A new study found that psychological distress during childhood, even if things turned rosy during one’s adult years, can lead to a greater chance of suffering from heart disease and diabetes later in life.

The study, published Sept. 28 in the Journal of the American College of Cardiology, found that subjects with continuing distress throughout their lives had the highest cardiometabolic risk score – a measure of heart disease and diabetes risk – relative to those with low distress levels in childhood through adulthood.

According to lead author Ashley Winning of the Department of Social and Behavioral Sciences at the Harvard T.H. Chan School of Public Health, their study adds to the mounting proof of the link between psychological distress and cardiovascular and metabolic disease, and that “effects may be initiated relatively early in life.”

Winning added that while childhood distress was somehow mitigated if there were lower stress levels during one’s older years, it was not eradicated and had “potentially lasting impact” on one’s physical health in adulthood.

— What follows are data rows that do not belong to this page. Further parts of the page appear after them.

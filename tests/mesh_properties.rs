//! Greedy meshing is lossless and culls exactly the hidden faces.

use std::collections::HashSet;

use voxel_world::engine_state::rendering::meshing::mesh::{terrain_quads, Quad};
use voxel_world::engine_state::voxels::block::block_side::BlockSide;
use voxel_world::engine_state::voxels::chunk::neighborhood::ChunkNeighborhood;
use voxel_world::engine_state::voxels::chunk::{Chunk, CHUNK_DIMENSION, CHUNK_SIZE};
use voxel_world::engine_state::voxels::voxel::Voxel;

type Face = (BlockSide, i32, i32, i32);

fn empty_chunk() -> Vec<Voxel> {
    vec![Voxel::AIR; CHUNK_SIZE as usize]
}

/// A lumpy chunk with three block types and plenty of holes.
fn noisy_chunk(seed: u64) -> Vec<Voxel> {
    let mut rng = fastrand::Rng::with_seed(seed);
    let mut voxels = empty_chunk();
    for y in 0..CHUNK_DIMENSION {
        for z in 0..CHUNK_DIMENSION {
            for x in 0..CHUNK_DIMENSION {
                let fill = if y < 12 { 85 } else { 30 };
                if rng.u8(0..100) < fill {
                    voxels[Chunk::index(x, y, z)] = Voxel::new(rng.u16(1..=3));
                }
            }
        }
    }
    voxels
}

/// Every (solid voxel, air-adjacent side) pair, with outside the chunk reading as Air.
fn naive_faces(voxels: &[Voxel]) -> HashSet<Face> {
    let mut faces = HashSet::new();
    for y in 0..CHUNK_DIMENSION {
        for z in 0..CHUNK_DIMENSION {
            for x in 0..CHUNK_DIMENSION {
                if !voxels[Chunk::index(x, y, z)].is_solid() {
                    continue;
                }
                for side in BlockSide::all() {
                    let offset = side.offset();
                    let (nx, ny, nz) = (x + offset.x, y + offset.y, z + offset.z);
                    let covered =
                        Chunk::contains_local(nx, ny, nz) && voxels[Chunk::index(nx, ny, nz)].is_solid();
                    if !covered {
                        faces.insert((side, x, y, z));
                    }
                }
            }
        }
    }
    faces
}

fn expand(quads: &[Quad]) -> Vec<Face> {
    quads
        .iter()
        .flat_map(|quad| quad.unit_faces().map(move |(x, y, z)| (quad.side, x, y, z)))
        .collect()
}

#[test]
fn test_isolated_chunk_merge_is_lossless() {
    for seed in [1, 2, 3] {
        let voxels = noisy_chunk(seed);
        let naive = naive_faces(&voxels);
        let quads = terrain_quads(&ChunkNeighborhood::isolated(&voxels));

        assert!(quads.len() <= naive.len());
        let expanded = expand(&quads);
        let unique: HashSet<Face> = expanded.iter().copied().collect();
        assert_eq!(expanded.len(), unique.len(), "quads overlap");
        assert_eq!(unique, naive);

        for quad in &quads {
            for (x, y, z) in quad.unit_faces() {
                assert_eq!(voxels[Chunk::index(x, y, z)].block_id(), quad.value);
            }
        }
    }
}

#[test]
fn test_boundary_face_between_two_chunks() {
    let mut solid = empty_chunk();
    solid[Chunk::index(CHUNK_DIMENSION - 1, 4, 9)] = Voxel::new(1);
    let air = empty_chunk();

    // Left chunk solid at its +X edge, right chunk empty.
    let mut left_neighbors = [None; 6];
    left_neighbors[BlockSide::RIGHT as usize] = Some(air.as_slice());
    let left_quads = terrain_quads(&ChunkNeighborhood::new(&solid, left_neighbors));

    let mut right_neighbors = [None; 6];
    right_neighbors[BlockSide::LEFT as usize] = Some(solid.as_slice());
    let right_quads = terrain_quads(&ChunkNeighborhood::new(&air, right_neighbors));

    let shared_face = |left: &[Quad], right: &[Quad]| {
        let left = left
            .iter()
            .filter(|quad| quad.side == BlockSide::RIGHT && quad.plane() == CHUNK_DIMENSION);
        let right = right
            .iter()
            .filter(|quad| quad.side == BlockSide::LEFT && quad.plane() == 0);
        left.chain(right).copied().collect::<Vec<Quad>>()
    };

    let faces = shared_face(&left_quads, &right_quads);
    assert_eq!(faces.len(), 1);
    assert_eq!(faces[0].side, BlockSide::RIGHT);
    assert!(right_quads.is_empty());

    // Swapped: the right chunk holds the voxel at its -X edge.
    let mut solid = empty_chunk();
    solid[Chunk::index(0, 4, 9)] = Voxel::new(1);

    let mut left_neighbors = [None; 6];
    left_neighbors[BlockSide::RIGHT as usize] = Some(solid.as_slice());
    let left_quads = terrain_quads(&ChunkNeighborhood::new(&air, left_neighbors));

    let mut right_neighbors = [None; 6];
    right_neighbors[BlockSide::LEFT as usize] = Some(air.as_slice());
    let right_quads = terrain_quads(&ChunkNeighborhood::new(&solid, right_neighbors));

    assert!(left_quads.is_empty());
    let faces = shared_face(&left_quads, &right_quads);
    assert_eq!(faces.len(), 1);
    assert_eq!(faces[0].side, BlockSide::LEFT);
    assert_eq!((faces[0].width, faces[0].height), (1, 1));
}

#[test]
fn test_solid_neighbor_hides_boundary_face() {
    let mut left = empty_chunk();
    left[Chunk::index(CHUNK_DIMENSION - 1, 0, 0)] = Voxel::new(1);
    let mut right = empty_chunk();
    right[Chunk::index(0, 0, 0)] = Voxel::new(2);

    let mut neighbors = [None; 6];
    neighbors[BlockSide::RIGHT as usize] = Some(right.as_slice());
    let quads = terrain_quads(&ChunkNeighborhood::new(&left, neighbors));

    assert_eq!(quads.len(), 5);
    assert!(quads.iter().all(|quad| quad.side != BlockSide::RIGHT));
}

Wining and her colleagues analyzed data from the 1958 British Birth Cohort Study, a 45-year research that followed about 7,000 individuals born in a single week in Great Britain.

The long-running research collected stress and mental health information about the participants at ages 7, 11, 16, 23, 33 and 42, as well as collected data at age 45 to measure markers of metabolic and cardiovascular health and immune function.

Winning’s team then investigated the relationship between stress and the risk of various chronic illnesses.

It increasingly shows that adversity in children’s social environment raises the likelihood of high distress levels, thus the need for early prevention and intervention strategies, added Winning.

E. Alison Holman, associate professor in the Program of Nursing Science at the University of California, Irvine, said in the accompanying editorial that it may not help to manage known cardiovascular risks such as smoking and obesity without addressing these underlying risk factors.

Holman, who suggests patient-centric motivational interviewing and kinder patient communication approaches, warned that failing to address these underlying risks may exacerbate patients’ distress, “especially if they feel stuck or unable to make the recommended changes.”

Research psychologist Aric Prather said the large number of people tracked by the study for decades makes it worth paying attention to, specifically in ways that early-life experiences influence wellness.

Stress, for example, may influence the switching on and off of genes and may induce other physiological effects.